• PROBLEM TO WORK ON
From the entries below, pull out each line where "navigation" appears.

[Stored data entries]
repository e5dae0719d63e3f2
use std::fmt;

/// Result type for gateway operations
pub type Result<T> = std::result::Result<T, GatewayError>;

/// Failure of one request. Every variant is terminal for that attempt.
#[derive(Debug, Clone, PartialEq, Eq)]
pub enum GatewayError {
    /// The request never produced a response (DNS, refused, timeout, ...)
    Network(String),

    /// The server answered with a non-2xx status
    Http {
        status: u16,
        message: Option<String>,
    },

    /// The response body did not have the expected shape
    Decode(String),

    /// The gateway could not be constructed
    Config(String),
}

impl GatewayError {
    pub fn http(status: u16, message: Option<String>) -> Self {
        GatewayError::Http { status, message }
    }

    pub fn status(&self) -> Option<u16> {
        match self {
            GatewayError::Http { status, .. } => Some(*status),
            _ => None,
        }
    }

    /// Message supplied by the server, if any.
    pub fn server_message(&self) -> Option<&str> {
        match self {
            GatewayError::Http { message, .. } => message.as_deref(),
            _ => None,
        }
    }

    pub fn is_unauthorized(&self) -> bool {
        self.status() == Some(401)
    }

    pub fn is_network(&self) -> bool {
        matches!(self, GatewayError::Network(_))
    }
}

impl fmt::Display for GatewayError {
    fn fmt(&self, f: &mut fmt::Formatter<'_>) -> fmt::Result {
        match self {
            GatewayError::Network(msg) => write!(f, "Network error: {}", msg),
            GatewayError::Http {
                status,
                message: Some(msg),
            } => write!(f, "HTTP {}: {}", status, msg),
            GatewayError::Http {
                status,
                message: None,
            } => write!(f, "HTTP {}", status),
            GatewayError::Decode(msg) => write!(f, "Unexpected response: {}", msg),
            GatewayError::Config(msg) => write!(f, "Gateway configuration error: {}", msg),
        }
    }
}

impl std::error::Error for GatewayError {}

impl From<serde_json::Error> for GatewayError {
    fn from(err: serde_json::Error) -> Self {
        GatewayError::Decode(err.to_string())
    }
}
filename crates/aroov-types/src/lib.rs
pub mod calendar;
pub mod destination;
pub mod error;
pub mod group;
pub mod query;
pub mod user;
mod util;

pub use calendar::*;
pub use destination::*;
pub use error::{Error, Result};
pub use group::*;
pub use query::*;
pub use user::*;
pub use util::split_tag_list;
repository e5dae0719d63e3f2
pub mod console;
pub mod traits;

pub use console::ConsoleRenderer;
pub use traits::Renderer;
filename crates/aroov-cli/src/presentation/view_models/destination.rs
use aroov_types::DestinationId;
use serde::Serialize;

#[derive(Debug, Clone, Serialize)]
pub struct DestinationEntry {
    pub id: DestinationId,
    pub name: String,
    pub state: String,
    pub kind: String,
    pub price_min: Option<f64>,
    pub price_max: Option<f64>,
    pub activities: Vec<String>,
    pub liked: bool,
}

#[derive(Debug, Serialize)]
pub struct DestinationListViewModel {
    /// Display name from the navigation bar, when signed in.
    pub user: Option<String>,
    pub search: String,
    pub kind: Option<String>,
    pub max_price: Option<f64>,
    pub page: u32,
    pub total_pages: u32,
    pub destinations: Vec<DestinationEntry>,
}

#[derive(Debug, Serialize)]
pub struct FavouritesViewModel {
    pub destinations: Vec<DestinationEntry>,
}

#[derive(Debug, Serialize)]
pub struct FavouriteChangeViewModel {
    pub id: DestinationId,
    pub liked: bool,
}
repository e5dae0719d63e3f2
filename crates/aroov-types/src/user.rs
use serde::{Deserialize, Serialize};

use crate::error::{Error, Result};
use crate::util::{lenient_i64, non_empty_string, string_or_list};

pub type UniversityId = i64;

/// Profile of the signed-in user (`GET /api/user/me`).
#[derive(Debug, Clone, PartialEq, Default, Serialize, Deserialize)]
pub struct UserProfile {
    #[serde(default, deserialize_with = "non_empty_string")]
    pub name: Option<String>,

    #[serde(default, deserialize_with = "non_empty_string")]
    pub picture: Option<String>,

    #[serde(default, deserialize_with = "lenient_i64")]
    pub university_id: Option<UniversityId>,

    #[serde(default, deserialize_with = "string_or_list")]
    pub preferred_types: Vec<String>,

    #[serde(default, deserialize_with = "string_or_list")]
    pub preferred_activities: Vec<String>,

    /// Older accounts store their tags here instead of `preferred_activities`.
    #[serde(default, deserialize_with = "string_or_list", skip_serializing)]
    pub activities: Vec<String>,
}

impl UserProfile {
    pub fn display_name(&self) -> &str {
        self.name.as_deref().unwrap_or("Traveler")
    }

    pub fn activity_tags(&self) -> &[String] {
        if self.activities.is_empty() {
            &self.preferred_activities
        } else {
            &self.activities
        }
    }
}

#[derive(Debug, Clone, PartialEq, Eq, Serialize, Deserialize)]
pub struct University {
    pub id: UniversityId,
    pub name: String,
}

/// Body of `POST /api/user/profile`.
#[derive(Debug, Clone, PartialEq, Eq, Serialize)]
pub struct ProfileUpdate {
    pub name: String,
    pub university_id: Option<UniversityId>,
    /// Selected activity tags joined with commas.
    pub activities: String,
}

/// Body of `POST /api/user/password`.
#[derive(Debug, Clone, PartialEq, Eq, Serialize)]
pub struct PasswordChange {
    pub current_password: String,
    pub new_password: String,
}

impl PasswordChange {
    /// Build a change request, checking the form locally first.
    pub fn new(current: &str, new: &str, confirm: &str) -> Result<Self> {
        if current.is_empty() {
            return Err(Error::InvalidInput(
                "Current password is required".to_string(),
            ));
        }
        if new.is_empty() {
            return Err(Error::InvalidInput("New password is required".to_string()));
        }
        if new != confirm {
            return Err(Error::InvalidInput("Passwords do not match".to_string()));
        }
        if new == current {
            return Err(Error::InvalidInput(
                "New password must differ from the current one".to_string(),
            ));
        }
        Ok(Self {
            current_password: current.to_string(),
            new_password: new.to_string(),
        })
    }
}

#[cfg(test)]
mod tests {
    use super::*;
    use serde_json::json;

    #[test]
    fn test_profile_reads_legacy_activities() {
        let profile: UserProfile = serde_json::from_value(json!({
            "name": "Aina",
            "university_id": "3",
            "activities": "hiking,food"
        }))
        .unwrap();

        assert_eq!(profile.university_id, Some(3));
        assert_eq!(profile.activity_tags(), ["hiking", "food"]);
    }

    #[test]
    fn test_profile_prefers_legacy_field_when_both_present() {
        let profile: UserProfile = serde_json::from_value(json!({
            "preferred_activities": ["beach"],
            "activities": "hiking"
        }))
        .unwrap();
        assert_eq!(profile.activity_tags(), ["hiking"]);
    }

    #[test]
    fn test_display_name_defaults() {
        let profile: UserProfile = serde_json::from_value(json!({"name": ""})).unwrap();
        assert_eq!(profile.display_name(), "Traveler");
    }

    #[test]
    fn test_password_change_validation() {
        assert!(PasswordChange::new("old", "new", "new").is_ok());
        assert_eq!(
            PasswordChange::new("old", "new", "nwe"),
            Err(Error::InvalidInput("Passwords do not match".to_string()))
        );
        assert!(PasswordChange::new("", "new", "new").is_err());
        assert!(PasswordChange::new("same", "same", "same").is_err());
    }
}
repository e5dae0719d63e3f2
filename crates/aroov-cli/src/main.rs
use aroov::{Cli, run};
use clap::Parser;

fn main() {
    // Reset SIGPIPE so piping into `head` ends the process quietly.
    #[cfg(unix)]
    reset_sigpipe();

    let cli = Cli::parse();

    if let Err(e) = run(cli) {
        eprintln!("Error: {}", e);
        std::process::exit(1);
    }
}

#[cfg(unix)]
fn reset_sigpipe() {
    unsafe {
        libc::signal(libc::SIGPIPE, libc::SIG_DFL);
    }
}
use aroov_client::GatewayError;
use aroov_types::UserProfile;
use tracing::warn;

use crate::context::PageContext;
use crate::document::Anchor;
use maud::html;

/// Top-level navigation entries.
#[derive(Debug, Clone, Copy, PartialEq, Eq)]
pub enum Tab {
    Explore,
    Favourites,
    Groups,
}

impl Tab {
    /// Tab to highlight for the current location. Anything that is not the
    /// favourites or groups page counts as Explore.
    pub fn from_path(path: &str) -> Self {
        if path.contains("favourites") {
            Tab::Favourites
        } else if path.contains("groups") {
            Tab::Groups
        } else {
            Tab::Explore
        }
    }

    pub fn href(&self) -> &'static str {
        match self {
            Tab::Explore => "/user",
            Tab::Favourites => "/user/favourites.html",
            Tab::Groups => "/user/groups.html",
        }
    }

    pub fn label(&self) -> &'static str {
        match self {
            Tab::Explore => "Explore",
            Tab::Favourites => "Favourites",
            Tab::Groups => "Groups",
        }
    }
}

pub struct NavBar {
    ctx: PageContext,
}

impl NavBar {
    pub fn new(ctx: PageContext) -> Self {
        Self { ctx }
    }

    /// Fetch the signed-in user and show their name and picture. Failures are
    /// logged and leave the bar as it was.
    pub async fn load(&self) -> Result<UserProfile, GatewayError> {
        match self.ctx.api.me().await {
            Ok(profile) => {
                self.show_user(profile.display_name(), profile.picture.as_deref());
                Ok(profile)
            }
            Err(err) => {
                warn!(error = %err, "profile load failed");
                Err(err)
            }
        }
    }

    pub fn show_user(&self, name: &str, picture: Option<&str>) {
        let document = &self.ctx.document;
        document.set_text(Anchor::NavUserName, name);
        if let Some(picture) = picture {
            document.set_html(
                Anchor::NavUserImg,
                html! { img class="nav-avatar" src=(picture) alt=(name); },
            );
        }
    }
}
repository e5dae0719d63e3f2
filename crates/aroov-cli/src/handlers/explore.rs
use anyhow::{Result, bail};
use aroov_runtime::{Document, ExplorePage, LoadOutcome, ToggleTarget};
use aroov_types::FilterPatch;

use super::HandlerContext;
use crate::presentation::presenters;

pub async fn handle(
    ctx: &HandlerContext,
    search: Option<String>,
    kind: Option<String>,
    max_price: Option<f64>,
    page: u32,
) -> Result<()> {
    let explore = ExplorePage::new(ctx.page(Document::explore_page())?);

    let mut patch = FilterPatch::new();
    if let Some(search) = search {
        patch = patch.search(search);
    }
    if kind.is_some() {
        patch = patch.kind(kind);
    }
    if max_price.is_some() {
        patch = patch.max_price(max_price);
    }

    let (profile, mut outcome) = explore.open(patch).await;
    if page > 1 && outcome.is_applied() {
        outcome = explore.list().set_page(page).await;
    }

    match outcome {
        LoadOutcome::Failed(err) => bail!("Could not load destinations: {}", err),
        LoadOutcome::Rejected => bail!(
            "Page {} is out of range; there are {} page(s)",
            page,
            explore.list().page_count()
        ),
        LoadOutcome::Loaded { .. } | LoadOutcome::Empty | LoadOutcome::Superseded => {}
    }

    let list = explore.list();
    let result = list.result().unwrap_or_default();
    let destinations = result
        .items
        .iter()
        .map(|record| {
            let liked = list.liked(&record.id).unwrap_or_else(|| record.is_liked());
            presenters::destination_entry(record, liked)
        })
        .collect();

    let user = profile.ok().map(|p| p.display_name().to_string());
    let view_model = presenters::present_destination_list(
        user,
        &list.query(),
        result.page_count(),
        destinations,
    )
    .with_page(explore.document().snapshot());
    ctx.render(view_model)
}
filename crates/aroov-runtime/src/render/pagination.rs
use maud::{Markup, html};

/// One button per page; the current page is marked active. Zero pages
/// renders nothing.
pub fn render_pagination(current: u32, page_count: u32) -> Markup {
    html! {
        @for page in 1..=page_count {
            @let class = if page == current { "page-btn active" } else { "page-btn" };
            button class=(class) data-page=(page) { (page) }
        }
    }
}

• RESPONSE BOX
    /// Display name from the navigation bar, when signed in.
/// Top-level navigation entries.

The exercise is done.